Read: The one-of-a-kind treasure of a 3-D type book
Large sheets of paper were printed with male and female figures and a small amount of explanatory text. Flaps of paper representing different organs were pasted in layers on top of the figures. The top flap represented the skin and external anatomy; when it was down flat, the figures looked like ordinary nudes. By lifting the flaps, the viewer performed a virtual dissection, revealing successive layers of internal organs. The top flap was most commonly lifted from the crotch region of the figures, adding an erotic frisson that undoubtedly contributed to their enormous popularity.

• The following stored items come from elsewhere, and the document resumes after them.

//! Report pipeline
//!
//! Three stages sequenced by [`PipelineState`]:
//! 1. [`IndustryValidator`] - accept raw input as an industry name
//! 2. [`DocumentRetriever`] - fetch and relevance-filter reference documents
//! 3. [`ReportSynthesizer`] - generate a word-budgeted report
//!
//! [`Pipeline`] owns the collaborators; the caller owns the state and passes
//! it to every stage call.

pub mod retriever;
pub mod state;
pub mod synthesizer;
pub mod validator;

pub use retriever::{DocumentRetriever, Retrieval};
pub use state::PipelineState;
pub use synthesizer::ReportSynthesizer;
pub use validator::{IndustryValidator, MISSING_CREDENTIAL};

use crate::classifier::RelevanceClassifier;
use crate::config::{Config, Limits};
use crate::errors::{PipelineError, Result};
use crate::llm::{ChatModel, OpenAiClient};
use crate::search::{DocumentSearch, WikipediaSearch};
use crate::types::{Report, ValidatedIndustry};
use std::sync::Arc;
use std::time::Duration;

/// Stage result for the caller: payload, status line, optional soft warning
#[derive(Debug, Clone, PartialEq)]
pub struct StageReport<T> {
    pub payload: T,
    pub status: String,
    /// Soft violation (under quota, over budget, rejection); not an error
    pub warning: Option<String>,
}

/// Pipeline configuration
#[derive(Debug, Clone, Copy)]
pub struct PipelineConfig {
    pub limits: Limits,

    /// Upper bound on any single collaborator call
    pub request_timeout: Duration,
}

impl Default for PipelineConfig {
    fn default() -> Self {
        Self {
            limits: Limits::default(),
            request_timeout: Duration::from_secs(60),
        }
    }
}

impl From<&Config> for PipelineConfig {
    fn from(config: &Config) -> Self {
        Self {
            limits: config.limits,
            request_timeout: config.timeouts.request_timeout(),
        }
    }
}

/// Stage coordinator
pub struct Pipeline {
    validator: IndustryValidator,
    retriever: DocumentRetriever,
    synthesizer: ReportSynthesizer,
    classifier: Option<Arc<RelevanceClassifier>>,
}

impl Pipeline {
    /// Create pipeline from collaborators
    ///
    /// `model` is `None` when no credential is available; every stage then
    /// fails with [`PipelineError::Config`]. Limits the filter cannot honour
    /// are rejected here.
    pub fn new(
        model: Option<Arc<dyn ChatModel>>,
        search: Arc<dyn DocumentSearch>,
        config: PipelineConfig,
    ) -> Result<Self> {
        config
            .limits
            .validate()
            .map_err(|e| PipelineError::Config(e.to_string()))?;

        let classifier = model
            .clone()
            .map(|m| Arc::new(RelevanceClassifier::new(m, config.request_timeout)));

        Ok(Self {
            validator: IndustryValidator::new(classifier.clone()),
            retriever: DocumentRetriever::new(
                search,
                classifier.clone(),
                config.limits,
                config.request_timeout,
            ),
            synthesizer: ReportSynthesizer::new(model, config.limits, config.request_timeout),
            classifier,
        })
    }

    /// Build the HTTP-backed pipeline from the config file and an API key
    pub fn from_config(config: &Config, api_key: Option<&str>) -> Result<Self> {
        let timeout = config.timeouts.request_timeout();

        let model: Option<Arc<dyn ChatModel>> = match api_key {
            Some(key) => {
                let client = OpenAiClient::with_config(
                    &config.llm.base_url,
                    key,
                    &config.llm.model,
                    config.llm.temperature,
                    timeout,
                )
                .map_err(|e| PipelineError::Config(e.to_string()))?;
                Some(Arc::new(client) as Arc<dyn ChatModel>)
            }
            None => None,
        };

        let search = WikipediaSearch::new(&config.search_endpoint(), timeout)
            .map_err(|e| PipelineError::Config(e.to_string()))?;

        Self::new(model, Arc::new(search), PipelineConfig::from(config))
    }

    /// Whether a chat collaborator is configured
    pub fn is_configured(&self) -> bool {
        self.classifier.is_some()
    }

    /// Credential check that precedes every other rule in every stage
    fn ensure_configured(&self) -> Result<()> {
        if self.is_configured() {
            Ok(())
        } else {
            Err(PipelineError::Config(MISSING_CREDENTIAL.to_string()))
        }
    }

    /// Classification calls issued over the pipeline's lifetime
    pub fn classifier_calls(&self) -> usize {
        self.classifier.as_ref().map_or(0, |c| c.calls())
    }

    /// Stage 1: validate `text` as the industry to research
    ///
    /// Any attempt that gets past the credential check discards previously
    /// retrieved documents and reports. On acceptance the state becomes
    /// `Validated`; on rejection or failure it stays `Idle`.
    pub async fn validate(
        &self,
        state: &mut PipelineState,
        text: &str,
    ) -> Result<StageReport<ValidatedIndustry>> {
        self.ensure_configured()?;

        state.reset();
        let industry = self.validator.validate(text).await?;

        if industry.valid {
            let status = format!("Industry accepted: {}", industry.reason);
            tracing::info!(industry = %industry.name, "industry accepted");
            state.advance_validated(industry.clone())?;
            Ok(StageReport {
                payload: industry,
                status,
                warning: None,
            })
        } else {
            let status = format!("Not recognised as an industry: {}", industry.reason);
            tracing::info!(input = text.trim(), "industry rejected");
            Ok(StageReport {
                payload: industry,
                status,
                warning: Some("Please update your industry input and try again".to_string()),
            })
        }
    }

    /// Stage 2: retrieve relevant documents for the validated industry
    ///
    /// An empty set still advances to `Retrieved`; `generate` will refuse it.
    pub async fn retrieve(&self, state: &mut PipelineState) -> Result<StageReport<Retrieval>> {
        self.ensure_configured()?;

        let industry = state
            .industry()
            .map(|i| i.name.clone())
            .ok_or_else(|| PipelineError::InvalidTransition {
                from: state.name().to_string(),
                to: "Retrieved".to_string(),
                reason: "Incomplete Step 1: Industry Validation".to_string(),
            })?;

        let retrieval = self.retriever.retrieve(&industry).await?;
        state.advance_retrieved(retrieval.documents.clone())?;

        let found = retrieval.documents.len();
        let quota = retrieval.documents.quota();
        let (status, warning) = if found == 0 {
            (
                "No relevant Wikipedia pages were found.".to_string(),
                Some("Please try a different industry.".to_string()),
            )
        } else if retrieval.is_under_quota() {
            (
                format!("Here are the {} most relevant Wikipedia pages:", found),
                Some(format!(
                    "Only {}/{} relevant pages found. The following report may be less comprehensive.",
                    found, quota
                )),
            )
        } else {
            (
                format!("Here are the {} most relevant Wikipedia pages:", found),
                None,
            )
        };

        Ok(StageReport {
            payload: retrieval,
            status,
            warning,
        })
    }

    /// Stage 3: generate the report from the retrieved documents
    ///
    /// May be called again from `Reported` to regenerate from the same set.
    pub async fn generate(&self, state: &mut PipelineState) -> Result<StageReport<Report>> {
        self.ensure_configured()?;

        let (industry, documents) = match &*state {
            PipelineState::Retrieved(industry, documents)
            | PipelineState::Reported(industry, documents, _) => (industry.name.clone(), documents),
            other => {
                return Err(PipelineError::InvalidTransition {
                    from: other.name().to_string(),
                    to: "Reported".to_string(),
                    reason: "Incomplete Step 2: Document Retrieval".to_string(),
                })
            }
        };

        let report = self.synthesizer.synthesize(&industry, documents).await?;
        let status = format!("Word count: {}/{}", report.word_count, report.budget);
        let warning = report.budget_warning();
        state.advance_reported(report.clone())?;

        Ok(StageReport {
            payload: report,
            status,
            warning,
        })
    }
}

Flap anatomies also appeared inside medical books. In 1583, the German surgeon and eye doctor Georg Bartisch published Opthamoduleia, a massive tome on diseases of the eye and their treatments. He included two flap anatomies in the text. The first showed the anatomy of the brain: The viewer lifted the skin and hair, the skull, and the cerebrum to reveal the brain stem and optic nerves. The second was a seven-layer anatomy of the eye. The French philosopher René Descartes also included a flap anatomy of the heart and lungs in his Treatise of Man of 1664.
The most elaborate flap anatomies are found in the works of the Dutch anatomist Johann Remmelin, whose book Microcosmic Mirror went through multiple editions from 1613 to 1744. Most contain three pages of flap anatomies: The first has a male and a female figure and a pregnant torso, the second a male figure, and the third a female figure. These all have multiple sets of flaps, many of which open in different directions and have printing on both sides.
Pop-ups weren’t completely unique to printed scientific books. Printers exploited wheels and flaps for a variety of uses, like games of chance, the creation of codes, and mildly salacious prints that allowed the reader to lift up a courtesan’s skirt and see her undergarments. But it took until the early 19th century for pop-ups, flaps, wheels, tabs, and other moving parts to become a feature of children’s books.
Pop-up science texts were a creative response to the demands of an expanding base of readers, hungry for information about the natural world. The appetite for such books remains strong today, as the popularity of books by Neil deGrasse Tyson and Stephen Hawking demonstrates. Although Tyson and Hawking do not include movable paper parts in their books, they grapple with the same challenge their forebears faced: how to make scientific subjects accessible to general readers.
Pop-ups are no longer used to do this, in part because of changes in print technology. But at a deeper level, the abandonment of flaps and volvelles and their ilk in books for adults also reflects changes in reading practices. Modern readers think of reading primarily as a mental activity. Earlier readers saw it as a physical activity as well. They did not just turn the pages of their books. They wrote in the margins, underlined and annotated, used blank space for recipes and handwriting practice, kissed religious images, and copied out quotes. Pop-up science books evoke a period in which reading always meant physical engagement, and they remind us that reading was—and still is—an embodied experience.